*Source material:*
◇ ◇ ◇ ◇

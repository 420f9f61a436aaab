//! Errors specific to the refinement operators (§7).

use miette::Diagnostic;
use thiserror::Error;

use crate::ids::{ContextID, TargetID};

/// Errors an operator can raise. Provider-failure (§7) is deliberately
/// absent here: an out-of-range semantic-definedness value is clamped and
/// noted on the `RefinementRecord`, never propagated as an error.
#[derive(Debug, Error, Diagnostic)]
pub enum OperatorError {
    #[error("invariant {invariant} violated after {operator_name}: before nu_raw={before_nu_raw}, nu={before_nu}")]
    #[diagnostic(
        code(nu::operators::invariant_violation),
        help(
            "This indicates a defect in the engine itself, not caller misuse. \
             The pre-operator state is unaffected; file a bug report with the \
             operator name and inputs."
        )
    )]
    InvariantViolation {
        operator_name: &'static str,
        invariant: &'static str,
        before_nu_raw: f64,
        before_nu: f64,
    },

    #[error("Merge requires both states to share a target, got {a} and {b}")]
    #[diagnostic(
        code(nu::operators::merge_target_mismatch),
        help("Merge combines two contexts' views of the *same* target. Recontextualize one side first if the targets genuinely differ.")
    )]
    MergeTargetMismatch { a: TargetID, b: TargetID },

    #[error("Recontextualize to the same context {context} is a no-op, not a valid transition")]
    #[diagnostic(
        code(nu::operators::recontextualize_identical_context),
        help("Pick a destination context distinct from the state's current context.")
    )]
    RecontextualizeIdenticalContext { context: ContextID },

    #[error("Split requires at least one child spec, got 0")]
    #[diagnostic(
        code(nu::operators::split_zero_children),
        help("Provide one or more child target specs to Split.")
    )]
    SplitZeroChildren,
}

pub type OperatorResult<T> = std::result::Result<T, OperatorError>;
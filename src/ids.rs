//! Opaque identifiers for the definedness calculus.
//!
//! `TargetID`, `ContextID`, `AgentID` are caller-supplied opaque strings.
//! `EvidenceID` is the odd one out: it is *derived*, never chosen by the
//! caller, from the content of the evidence item (see [`crate::evidence`]).

use std::fmt;

use serde::{Deserialize, Serialize};

macro_rules! opaque_id {
    ($name:ident, $prefix:literal) => {
        /// Opaque, caller-supplied identifier. Equality is exact string equality.
        #[derive(Debug, Clone, PartialEq, Eq, PartialOrd, Ord, Hash, Serialize, Deserialize)]
        #[serde(transparent)]
        pub struct $name(String);

        impl $name {
            /// Wrap any string-like value as an identifier.
            pub fn new(raw: impl Into<String>) -> Self {
                Self(raw.into())
            }

            /// Borrow the underlying string.
            pub fn as_str(&self) -> &str {
                &self.0
            }
        }

        impl fmt::Display for $name {
            fn fmt(&self, f: &mut fmt::Formatter<'_>) -> fmt::Result {
                write!(f, "{}:{}", $prefix, self.0)
            }
        }

        impl From<&str> for $name {
            fn from(raw: &str) -> Self {
                Self::new(raw)
            }
        }

        impl From<String> for $name {
            fn from(raw: String) -> Self {
                Self::new(raw)
            }
        }
    };
}

opaque_id!(TargetID, "target");
opaque_id!(ContextID, "ctx");
opaque_id!(AgentID, "agent");
opaque_id!(EvidenceID, "ev");

/// A (target, context) pair — the key into the information state Σ.
#[derive(Debug, Clone, PartialEq, Eq, PartialOrd, Ord, Hash, Serialize, Deserialize)]
pub struct StateKey {
    pub target: TargetID,
    pub context: ContextID,
}

impl StateKey {
    pub fn new(target: TargetID, context: ContextID) -> Self {
        Self { target, context }
    }
}

impl fmt::Display for StateKey {
    fn fmt(&self, f: &mut fmt::Formatter<'_>) -> fmt::Result {
        write!(f, "({}, {})", self.target, self.context)
    }
}

#[cfg(test)]
mod tests {
    use super::*;

    #[test]
    fn ids_compare_by_exact_string_value() {
        assert_eq!(TargetID::new("a"), TargetID::new("a"));
        assert_ne!(TargetID::new("a"), TargetID::new("b"));
    }

    #[test]
    fn display_includes_kind_prefix() {
        assert_eq!(format!("{}", TargetID::new("foo")), "target:foo");
        assert_eq!(format!("{}", ContextID::new("bar")), "ctx:bar");
    }

    #[test]
    fn state_key_is_hashable_and_orderable() {
        use std::collections::HashSet;
        let mut set = HashSet::new();
        set.insert(StateKey::new(TargetID::new("t"), ContextID::new("k")));
        assert!(set.contains(&StateKey::new(TargetID::new("t"), ContextID::new("k"))));
    }
}
//! Split: fan a parent state out into fresh children over the same evidence,
//! each starting with a clean penalty slate (§4.6).

use std::sync::Arc;

use crate::clock::Clock;
use crate::context::Context;
use crate::definedness::SemanticDefinednessProvider;
use crate::ids::TargetID;
use crate::penalty::PenaltyMap;
use crate::policy::Policy;
use crate::record::RefinementRecord;
use crate::relevance::RelevanceFn;
use crate::state::{Metadata, State};

use super::{check_invariants, record, recompute_nu_raw, OperatorError, OperatorResult};

/// One child to split off: a new target sharing the parent's evidence, with
/// an optional relevance function overriding the policy default for that
/// child's own re-aggregation.
#[derive(Clone)]
pub struct ChildSpec {
    pub target_id: TargetID,
    pub relevance_override: Option<Arc<dyn RelevanceFn>>,
}

impl ChildSpec {
    pub fn new(target_id: TargetID) -> Self {
        Self {
            target_id,
            relevance_override: None,
        }
    }

    pub fn with_relevance_override(mut self, relevance_fn: Arc<dyn RelevanceFn>) -> Self {
        self.relevance_override = Some(relevance_fn);
        self
    }
}

/// `Split(parent_state, children_specs, policy, clock)` (§4.6). Returns one
/// `(State, RefinementRecord)` pair per child, in the order the specs were
/// given.
pub fn split(
    parent: State,
    context: &Context,
    children: Vec<ChildSpec>,
    provider: &dyn SemanticDefinednessProvider,
    policy: &Policy,
    clock: &dyn Clock,
) -> OperatorResult<Vec<(State, RefinementRecord)>> {
    if children.is_empty() {
        return Err(OperatorError::SplitZeroChildren);
    }

    let now = clock.now();
    let parent_key = parent.key();
    let mut out = Vec::with_capacity(children.len());

    for spec in children.into_iter() {
        let child_policy = match &spec.relevance_override {
            Some(relevance_fn) => {
                let mut p = policy.clone();
                p.relevance_fn = relevance_fn.clone();
                p
            }
            None => policy.clone(),
        };

        let mut tags = parent.m.tags.clone();
        tags.insert(
            "relevance_override_active".to_string(),
            if spec.relevance_override.is_some() { 1.0 } else { 0.0 },
        );

        let mut child = State {
            t: spec.target_id,
            k: parent.k.clone(),
            nu_raw: parent.nu_raw,
            nu_penalties: PenaltyMap::new(),
            e: parent.e.clone(),
            m: Metadata {
                creation_time: now,
                last_modified_time: now,
                history: vec![format!("Split(parent={parent_key})")],
                crossings: Vec::new(),
                conflict_last_applied: None,
                penalty_clear_start: None,
                tags,
            },
        };

        let before = child.clone();
        let (_, note) = recompute_nu_raw(&mut child, context, provider, &child_policy, now);

        if let Some(invariant) = check_invariants(&child, policy) {
            return Err(OperatorError::InvariantViolation {
                operator_name: "Split",
                invariant,
                before_nu_raw: parent.nu_raw,
                before_nu: parent.nu(policy.penalty_mode),
            });
        }

        let rec = record(
            "Split",
            now,
            &before,
            &child,
            policy.penalty_mode,
            Vec::new(),
            note.unwrap_or_default(),
        );
        out.push((child, rec));
    }

    Ok(out)
}
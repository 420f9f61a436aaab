//! Aggregation: fold a filtered, decayed evidence set into the raw numbers
//! that feed Def_ep, Def_proc, and the conflict signal (§4.3).

use serde::{Deserialize, Serialize};

use crate::clock::Timestamp;
use crate::context::Context;
use crate::evidence::{EvidenceKind, EvidenceSet};
use crate::ids::TargetID;
use crate::policy::Policy;

/// `k` in `Def = 1 - exp(-k * mass)`, chosen so that a mass of 2.0 yields a
/// definedness of approximately 0.85 (§4.3): `k = -ln(0.15) / 2`.
const MASS_CURVE_K: f64 = 0.948_553_360_625_982_5;

/// Output of aggregating one evidence set against one (target, context) pair
/// at a point in time.
#[derive(Debug, Clone, Copy, PartialEq, Serialize, Deserialize)]
pub struct Aggregate {
    pub pos_mass: f64,
    pub neg_mass: f64,
    pub conflict: f64,
    pub def_ep: f64,
    pub def_proc: f64,
}

/// Monotone non-increasing decay over elapsed time, `decay(0) = 1`,
/// approaching 0 as `elapsed` grows past `half_life` (§4.3, §9 open
/// question: exponential half-life decay is the policy-configurable choice
/// made here).
pub fn decay(elapsed: chrono::TimeDelta, half_life: std::time::Duration) -> f64 {
    let half_life_ms = half_life.as_millis().max(1) as f64;
    let elapsed_ms = elapsed.num_milliseconds().max(0) as f64;
    0.5_f64.powf(elapsed_ms / half_life_ms)
}

fn mass_to_definedness(mass: f64) -> f64 {
    1.0 - (-MASS_CURVE_K * mass).exp()
}

/// `aggregate(evidence_set, target, context, policy, now)` (§4.3).
///
/// Epistemic items contribute `pos_mass`/`neg_mass`/`conflict`/`Def_ep`;
/// procedural items contribute only `Def_proc`; definitional items
/// contribute to neither (they feed Def_sem instead, via the semantic
/// provider, §4.4).
pub fn aggregate(
    evidence: &EvidenceSet,
    target: &TargetID,
    context: &Context,
    policy: &Policy,
    now: Timestamp,
) -> Aggregate {
    let mut pos_mass = 0.0_f64;
    let mut neg_mass = 0.0_f64;
    for item in evidence.by_kind(EvidenceKind::Epistemic) {
        let w = item.trust
            * policy.relevance_fn.relevance(item, target, context)
            * decay(now.since(item.time), policy.evidence_half_life);
        pos_mass += (item.valence * w).max(0.0);
        neg_mass += (-item.valence * w).max(0.0);
    }

    let conflict = if pos_mass + neg_mass == 0.0 {
        0.0
    } else {
        2.0 * pos_mass.min(neg_mass) / (pos_mass + neg_mass)
    };

    let def_ep = mass_to_definedness(pos_mass + neg_mass);

    let proc_mass: f64 = evidence
        .by_kind(EvidenceKind::Procedural)
        .map(|item| {
            item.trust
                * policy.relevance_fn.relevance(item, target, context)
                * decay(now.since(item.time), policy.evidence_half_life)
        })
        .sum();
    let def_proc = mass_to_definedness(proc_mass);

    Aggregate {
        pos_mass,
        neg_mass,
        conflict,
        def_ep,
        def_proc,
    }
}
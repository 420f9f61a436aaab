//! The pluggable relevance function: how much an evidence item bears on a
//! given (target, context) pair.

use std::fmt;

use crate::context::Context;
use crate::evidence::EvidenceItem;
use crate::ids::TargetID;

/// `relevance(evidence, target, context) -> [0, 1]` (§6).
///
/// Implementations must be deterministic and side-effect-free (§5 shared
/// resource policy) — if a provider performs I/O, the engine's determinism
/// guarantee is forfeit.
pub trait RelevanceFn: fmt::Debug {
    fn relevance(&self, evidence: &EvidenceItem, target: &TargetID, context: &Context) -> f64;
}

/// The policy default: every item is fully relevant (§3 policy table).
#[derive(Debug, Default, Clone, Copy)]
pub struct UniformRelevance;

impl RelevanceFn for UniformRelevance {
    fn relevance(&self, _evidence: &EvidenceItem, _target: &TargetID, _context: &Context) -> f64 {
        1.0
    }
}
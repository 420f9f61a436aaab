//! Boundary transform: trust adjustment from an agent's role under a
//! context's role function (§4.5).

use crate::context::{Context, Role};
use crate::evidence::EvidenceItem;
use crate::policy::Policy;

/// The per-role trust multiplier (§3 policy table).
pub fn role_factor(role: Role, policy: &Policy) -> f64 {
    match role {
        Role::I => 1.0,
        Role::NotI => policy.not_i_trust_factor,
        Role::Both => policy.coalition_factor,
        Role::Unknown => policy.unknown_trust_factor,
    }
}

/// `effective_trust(e, context) = e.trust * factor(context.role(e.src))`.
///
/// Applied once, at ingestion (Incorporate, Merge); aggregation never
/// re-applies it (§4.5).
pub fn effective_trust(raw_trust: f64, src_role: Role, policy: &Policy) -> f64 {
    (raw_trust * role_factor(src_role, policy)).clamp(0.0, 1.0)
}

/// Re-derive an evidence item's stored trust under `context`, starting from
/// its `pre_transform_trust` (used by Recontextualize, §4.6).
pub fn retransform(item: &EvidenceItem, context: &Context, policy: &Policy) -> EvidenceItem {
    let role = context.role(&item.src);
    item.with_retransformed_trust(role_factor(role, policy))
}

◇ ◇ ◇ ◇

*Aim of the exercise:*
Only the lines holding the string "Errors" are needed; copy each of them from the material above.

*Result of the exercise:*
//! Errors specific to the refinement operators (§7).
/// Errors an operator can raise. Provider-failure (§7) is deliberately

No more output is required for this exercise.